From the first line to the last, copy the data below word for word.

_PROVIDED RECORDS_
--
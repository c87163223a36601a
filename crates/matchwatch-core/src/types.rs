//! Core types for match observation

use chrono::{DateTime, Utc};
use serde::{Deserialize, Serialize};

/// Placeholder shown when a field could not be read from the page
pub const UNKNOWN: &str = "Unknown";

/// Result of classifying one fetched page
#[derive(Debug, Clone, Copy, PartialEq, Eq, Hash, Serialize, Deserialize)]
#[serde(rename_all = "snake_case")]
pub enum PageState {
    /// The summoner does not exist on the status page
    NotFound,
    /// The live page is still rendering; the fragment endpoint must be fetched
    Loading,
    /// The summoner is in a live game
    Active,
    /// The summoner is not in a game
    Inactive,
    /// None of the known markers matched
    Unknown,
}

/// Queue type of a live game
#[derive(Debug, Clone, Copy, PartialEq, Eq, Hash, Serialize, Deserialize)]
#[serde(rename_all = "snake_case")]
pub enum QueueKind {
    RankedSoloDuo,
    RankedFlex,
    Normal,
    Aram,
    Arena,
    Custom,
    Unknown,
}

const QUEUE_LABELS: &[(&str, QueueKind)] = &[
    ("ranked solo/duo", QueueKind::RankedSoloDuo),
    ("ranked flex", QueueKind::RankedFlex),
    ("normal (quickplay)", QueueKind::Normal),
    ("aram", QueueKind::Aram),
    ("arena", QueueKind::Arena),
    ("custom game", QueueKind::Custom),
];

impl QueueKind {
    /// Map the heading text of a live page to a queue. Unmapped text is `Unknown`.
    pub fn from_heading(text: &str) -> Self {
        let normalized = text.split_whitespace().collect::<Vec<_>>().join(" ");
        let normalized = normalized.to_lowercase();
        QUEUE_LABELS
            .iter()
            .find(|(label, _)| *label == normalized)
            .map(|(_, kind)| *kind)
            .unwrap_or(QueueKind::Unknown)
    }

    pub fn label(&self) -> &'static str {
        match self {
            QueueKind::RankedSoloDuo => "RANKED SOLO/DUO",
            QueueKind::RankedFlex => "RANKED FLEX",
            QueueKind::Normal => "NORMAL",
            QueueKind::Aram => "ARAM",
            QueueKind::Arena => "ARENA",
            QueueKind::Custom => "CUSTOM",
            QueueKind::Unknown => "UNKNOWN",
        }
    }
}

impl std::fmt::Display for QueueKind {
    fn fmt(&self, f: &mut std::fmt::Formatter<'_>) -> std::fmt::Result {
        f.write_str(self.label())
    }
}

/// One live game observed for one player
#[derive(Debug, Clone, PartialEq, Eq, Serialize, Deserialize)]
pub struct MatchRecord {
    pub match_id: String,
    pub player: String,
    pub queue: QueueKind,
    pub champion: String,
    pub url: String,
    pub observed_at: DateTime<Utc>,
}

/// What a single player check produced in one poll cycle
#[derive(Debug, Clone, PartialEq, Eq, Serialize, Deserialize)]
#[serde(tag = "outcome", rename_all = "snake_case")]
pub enum PlayerOutcome {
    /// A match not seen before for this player
    NewMatch(MatchRecord),
    /// The match is already in the player's history
    Duplicate { player: String, match_id: String },
    /// Summoner missing and the cooldown allows an alert
    NotFound { player: String },
    /// Summoner missing but alerted recently
    NotFoundSuppressed { player: String },
    Inactive { player: String },
    Unknown { player: String },
    /// Page looked active but the match id could not be read
    ExtractionFailed { player: String, reason: String },
    /// Fetch failed or timed out
    Failed { player: String, error: String },
}

impl PlayerOutcome {
    pub fn player(&self) -> &str {
        match self {
            PlayerOutcome::NewMatch(record) => &record.player,
            PlayerOutcome::Duplicate { player, .. }
            | PlayerOutcome::NotFound { player }
            | PlayerOutcome::NotFoundSuppressed { player }
            | PlayerOutcome::Inactive { player }
            | PlayerOutcome::Unknown { player }
            | PlayerOutcome::ExtractionFailed { player, .. }
            | PlayerOutcome::Failed { player, .. } => player,
        }
    }
}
--
_ANSWER AREA_
repository c87163223a36601a
filename crates/matchwatch-core/src/types.rs
//! Core types for match observation

use chrono::{DateTime, Utc};
use serde::{Deserialize, Serialize};

/// Placeholder shown when a field could not be read from the page
pub const UNKNOWN: &str = "Unknown";

/// Result of classifying one fetched page
#[derive(Debug, Clone, Copy, PartialEq, Eq, Hash, Serialize, Deserialize)]
#[serde(rename_all = "snake_case")]
pub enum PageState {
    /// The summoner does not exist on the status page
    NotFound,
    /// The live page is still rendering; the fragment endpoint must be fetched
    Loading,
    /// The summoner is in a live game
    Active,
    /// The summoner is not in a game
    Inactive,
    /// None of the known markers matched
    Unknown,
}

/// Queue type of a live game
#[derive(Debug, Clone, Copy, PartialEq, Eq, Hash, Serialize, Deserialize)]
#[serde(rename_all = "snake_case")]
pub enum QueueKind {
    RankedSoloDuo,
    RankedFlex,
    Normal,
    Aram,
    Arena,
    Custom,
    Unknown,
}

const QUEUE_LABELS: &[(&str, QueueKind)] = &[
    ("ranked solo/duo", QueueKind::RankedSoloDuo),
    ("ranked flex", QueueKind::RankedFlex),
    ("normal (quickplay)", QueueKind::Normal),
    ("aram", QueueKind::Aram),
    ("arena", QueueKind::Arena),
    ("custom game", QueueKind::Custom),
];

impl QueueKind {
    /// Map the heading text of a live page to a queue. Unmapped text is `Unknown`.
    pub fn from_heading(text: &str) -> Self {
        let normalized = text.split_whitespace().collect::<Vec<_>>().join(" ");
        let normalized = normalized.to_lowercase();
        QUEUE_LABELS
            .iter()
            .find(|(label, _)| *label == normalized)
            .map(|(_, kind)| *kind)
            .unwrap_or(QueueKind::Unknown)
    }

    pub fn label(&self) -> &'static str {
        match self {
            QueueKind::RankedSoloDuo => "RANKED SOLO/DUO",
            QueueKind::RankedFlex => "RANKED FLEX",
            QueueKind::Normal => "NORMAL",
            QueueKind::Aram => "ARAM",
            QueueKind::Arena => "ARENA",
            QueueKind::Custom => "CUSTOM",
            QueueKind::Unknown => "UNKNOWN",
        }
    }
}

impl std::fmt::Display for QueueKind {
    fn fmt(&self, f: &mut std::fmt::Formatter<'_>) -> std::fmt::Result {
        f.write_str(self.label())
    }
}

/// One live game observed for one player
#[derive(Debug, Clone, PartialEq, Eq, Serialize, Deserialize)]
pub struct MatchRecord {
    pub match_id: String,
    pub player: String,
    pub queue: QueueKind,
    pub champion: String,
    pub url: String,
    pub observed_at: DateTime<Utc>,
}

/// What a single player check produced in one poll cycle
#[derive(Debug, Clone, PartialEq, Eq, Serialize, Deserialize)]
#[serde(tag = "outcome", rename_all = "snake_case")]
pub enum PlayerOutcome {
    /// A match not seen before for this player
    NewMatch(MatchRecord),
    /// The match is already in the player's history
    Duplicate { player: String, match_id: String },
    /// Summoner missing and the cooldown allows an alert
    NotFound { player: String },
    /// Summoner missing but alerted recently
    NotFoundSuppressed { player: String },
    Inactive { player: String },
    Unknown { player: String },
    /// Page looked active but the match id could not be read
    ExtractionFailed { player: String, reason: String },
    /// Fetch failed or timed out
    Failed { player: String, error: String },
}

impl PlayerOutcome {
    pub fn player(&self) -> &str {
        match self {
            PlayerOutcome::NewMatch(record) => &record.player,
            PlayerOutcome::Duplicate { player, .. }
            | PlayerOutcome::NotFound { player }
            | PlayerOutcome::NotFoundSuppressed { player }
            | PlayerOutcome::Inactive { player }
            | PlayerOutcome::Unknown { player }
            | PlayerOutcome::ExtractionFailed { player, .. }
            | PlayerOutcome::Failed { player, .. } => player,
        }
    }
}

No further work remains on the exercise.